- _Exercise prompt_: Scan the data below and copy each line where "FromStr" occurs.

*** Opening of Data listing ***

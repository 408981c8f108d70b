//! The ArStor array tool.
//!
//! The array itself is opaque to the plugin: files are created, snapshotted
//! and cloned by the array's `mxTool`, and directory metadata is read back
//! through `zklist`.  [`StorageTool`] is the narrow seam the engine talks to;
//! [`ToolCommand`] drives the tool inside the array client container.

mod command;
#[cfg(test)]
pub(crate) mod fake;

pub use command::ToolCommand;

use async_trait::async_trait;
use serde::{Deserialize, Serialize};
use std::collections::HashMap;
use std::fmt;
use std::path::Path;
use std::str::FromStr;

use crate::error::CsiError;

/// Storage-class parameter keys understood by [`CreateOptions`].
pub const PARAM_PAGE_SIZE: &str = "pageSize";
pub const PARAM_COMPRESSION: &str = "compression";
pub const PARAM_READ_CACHE: &str = "readCache";
pub const PARAM_MIRRORING: &str = "mirroring";

const PAGE_SIZES: [u32; 4] = [4096, 8192, 16384, 32768];
const MIRROR_COUNTS: [u8; 2] = [2, 3];

/// Operations the plugin needs from the array.
///
/// Paths named `*_rel` are relative to the array mount root (they start with
/// `/kubernetes/...`); `local_path` arguments are absolute paths on this
/// node.  Failures are reported as [`CsiError::BackendError`] carrying the
/// tool's raw output, which is how "directory full" is detected.
#[async_trait]
pub trait StorageTool: Send + Sync {
    /// Verify that the array client is up.
    async fn check_ready(&self) -> Result<(), CsiError>;

    /// Create `name` with `size` bytes inside the directory whose inode is
    /// `dir_inode`.
    async fn create(
        &self,
        name: &str,
        size: u64,
        dir_inode: u64,
        options: &CreateOptions,
    ) -> Result<String, CsiError>;

    /// Set the length of a local file.
    async fn truncate(&self, local_path: &Path, size: u64) -> Result<(), CsiError>;

    /// Copy-on-write snapshot of `src_rel` at `dst_rel`.
    async fn snapshot(&self, src_rel: &str, dst_rel: &str) -> Result<String, CsiError>;

    /// Writable clone of the snapshot `src_rel` at `dst_rel`.
    async fn clone_file(&self, src_rel: &str, dst_rel: &str) -> Result<String, CsiError>;

    /// Remove a volume file.
    async fn delete(&self, local_path: &Path) -> Result<(), CsiError>;

    /// Remove a snapshot file.
    async fn delete_snapshot(&self, local_path: &Path) -> Result<(), CsiError>;

    /// Raw attribute dump of the directory with the given inode.
    async fn directory_attributes(&self, inode: u64) -> Result<String, CsiError>;

    /// ID of the volume a snapshot file was cut from.
    async fn snapshot_source_volume_id(&self, inode: u64) -> Result<String, CsiError>;
}

/// Compression algorithm applied by the array.
#[derive(Debug, Clone, Copy, Default, PartialEq, Eq, Serialize, Deserialize)]
#[serde(rename_all = "snake_case")]
pub enum Compression {
    #[default]
    Lz4,
    GzipOpt,
    GzipHigh,
    Disabled,
}

impl Compression {
    /// Name of the algorithm in the array's policy language.
    pub fn algorithm(self) -> &'static str {
        match self {
            Self::Lz4 => "COMPRESSION_ALGORITHM_LZ4",
            Self::GzipOpt => "COMPRESSION_ALGORITHM_GZIP_OPT",
            Self::GzipHigh => "COMPRESSION_ALGORITHM_GZIP_HIGH",
            Self::Disabled => "COMPRESSION_ALGORITHM_OFF",
        }
    }
}

impl FromStr for Compression {
    type Err = CsiError;

    fn from_str(s: &str) -> Result<Self, Self::Err> {
        match s {
            "lz4" => Ok(Self::Lz4),
            "gzip_opt" => Ok(Self::GzipOpt),
            "gzip_high" => Ok(Self::GzipHigh),
            "disabled" => Ok(Self::Disabled),
            other => Err(CsiError::InvalidArgument(format!(
                "unsupported compression {other:?}"
            ))),
        }
    }
}

impl fmt::Display for Compression {
    fn fmt(&self, f: &mut fmt::Formatter<'_>) -> fmt::Result {
        f.write_str(match self {
            Self::Lz4 => "lz4",
            Self::GzipOpt => "gzip_opt",
            Self::GzipHigh => "gzip_high",
            Self::Disabled => "disabled",
        })
    }
}

/// Per-file placement policy passed to [`StorageTool::create`].
#[derive(Debug, Clone, PartialEq, Eq, Serialize, Deserialize)]
pub struct CreateOptions {
    pub page_size: u32,
    pub compression: Compression,
    pub read_cache: bool,
    pub mirroring: u8,
}

impl Default for CreateOptions {
    fn default() -> Self {
        Self {
            page_size: 8192,
            compression: Compression::Lz4,
            read_cache: false,
            mirroring: 2,
        }
    }
}

impl CreateOptions {
    /// Parse and validate storage-class parameters.  Unknown keys are
    /// ignored; missing keys take the defaults.
    pub fn from_parameters(params: &HashMap<String, String>) -> Result<Self, CsiError> {
        let mut opts = Self::default();

        if let Some(raw) = params.get(PARAM_PAGE_SIZE) {
            let size: u32 = raw
                .parse()
                .map_err(|_| CsiError::InvalidArgument(format!("invalid pageSize {raw:?}")))?;
            if !PAGE_SIZES.contains(&size) {
                return Err(CsiError::InvalidArgument(format!(
                    "unsupported pageSize {size}, expected one of {PAGE_SIZES:?}"
                )));
            }
            opts.page_size = size;
        }

        if let Some(raw) = params.get(PARAM_COMPRESSION) {
            opts.compression = raw.parse()?;
        }

        if let Some(raw) = params.get(PARAM_READ_CACHE) {
            opts.read_cache = raw.to_ascii_lowercase().parse().map_err(|_| {
                CsiError::InvalidArgument(format!("invalid readCache {raw:?}"))
            })?;
        }

        if let Some(raw) = params.get(PARAM_MIRRORING) {
            let mirrors: u8 = raw
                .parse()
                .map_err(|_| CsiError::InvalidArgument(format!("invalid mirroring {raw:?}")))?;
            if !MIRROR_COUNTS.contains(&mirrors) {
                return Err(CsiError::InvalidArgument(format!(
                    "unsupported mirroring {mirrors}, expected one of {MIRROR_COUNTS:?}"
                )));
            }
            opts.mirroring = mirrors;
        }

        Ok(opts)
    }

    /// Render the policy string `mxTool -c createfile` expects.
    pub fn policy(&self) -> String {
        format!(
            "localFS: {{pageSize: {}, compression: true, readCache: {}, compressionAlgorithm: {}}}, \
             mirroring: {{numberOfMirrors: {}}}",
            self.page_size,
            self.read_cache,
            self.compression.algorithm(),
            self.mirroring
        )
    }
}

/// Number of directory entries in a `zklist -r` attribute dump.
///
/// The dump lists the directory under a `dirList` key and introduces every
/// child with a `dEntries` marker, plus one for the directory itself.
/// Returns `None` when the dump has no `dirList` section.
pub fn parse_dir_entry_count(attributes: &str) -> Option<usize> {
    let (_, listing) = attributes.split_once("dirList")?;
    Some(listing.matches("dEntries").count().saturating_sub(1))
}

#[cfg(test)]
mod tests {
    use super::*;

    fn params(pairs: &[(&str, &str)]) -> HashMap<String, String> {
        pairs
            .iter()
            .map(|(k, v)| (k.to_string(), v.to_string()))
            .collect()
    }

    #[test]
    fn defaults_when_no_parameters() {
        let opts = CreateOptions::from_parameters(&HashMap::new()).unwrap();
        assert_eq!(opts, CreateOptions::default());
        assert_eq!(
            opts.policy(),
            "localFS: {pageSize: 8192, compression: true, readCache: false, \
             compressionAlgorithm: COMPRESSION_ALGORITHM_LZ4}, mirroring: {numberOfMirrors: 2}"
        );
    }

    #[test]
    fn parses_all_parameters() {
        let opts = CreateOptions::from_parameters(&params(&[
            ("pageSize", "16384"),
            ("compression", "gzip_high"),
            ("readCache", "True"),
            ("mirroring", "3"),
            ("csi.storage.k8s.io/pvc/name", "ignored"),
        ]))
        .unwrap();
        assert_eq!(opts.page_size, 16384);
        assert_eq!(opts.compression, Compression::GzipHigh);
        assert!(opts.read_cache);
        assert_eq!(opts.mirroring, 3);
        assert!(opts.policy().contains("COMPRESSION_ALGORITHM_GZIP_HIGH"));
    }

    #[test]
    fn rejects_out_of_range_values() {
        for bad in [
            ("pageSize", "1000"),
            ("pageSize", "big"),
            ("compression", "zstd"),
            ("readCache", "maybe"),
            ("mirroring", "4"),
        ] {
            let err = CreateOptions::from_parameters(&params(&[bad])).unwrap_err();
            assert!(matches!(err, CsiError::InvalidArgument(_)), "{bad:?}");
        }
    }

    #[test]
    fn dir_entry_count() {
        let dump = "inode: 42\ndirList: [ dEntries: self, dEntries: a, dEntries: b ]";
        assert_eq!(parse_dir_entry_count(dump), Some(2));
        assert_eq!(parse_dir_entry_count("dirList: [ dEntries: self ]"), Some(0));
        assert_eq!(parse_dir_entry_count("dirList: []"), Some(0));
        assert_eq!(parse_dir_entry_count("no listing here"), None);
    }
}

*** Close of Data listing ***

- _Solved problem_:
use std::str::FromStr;
impl FromStr for Compression {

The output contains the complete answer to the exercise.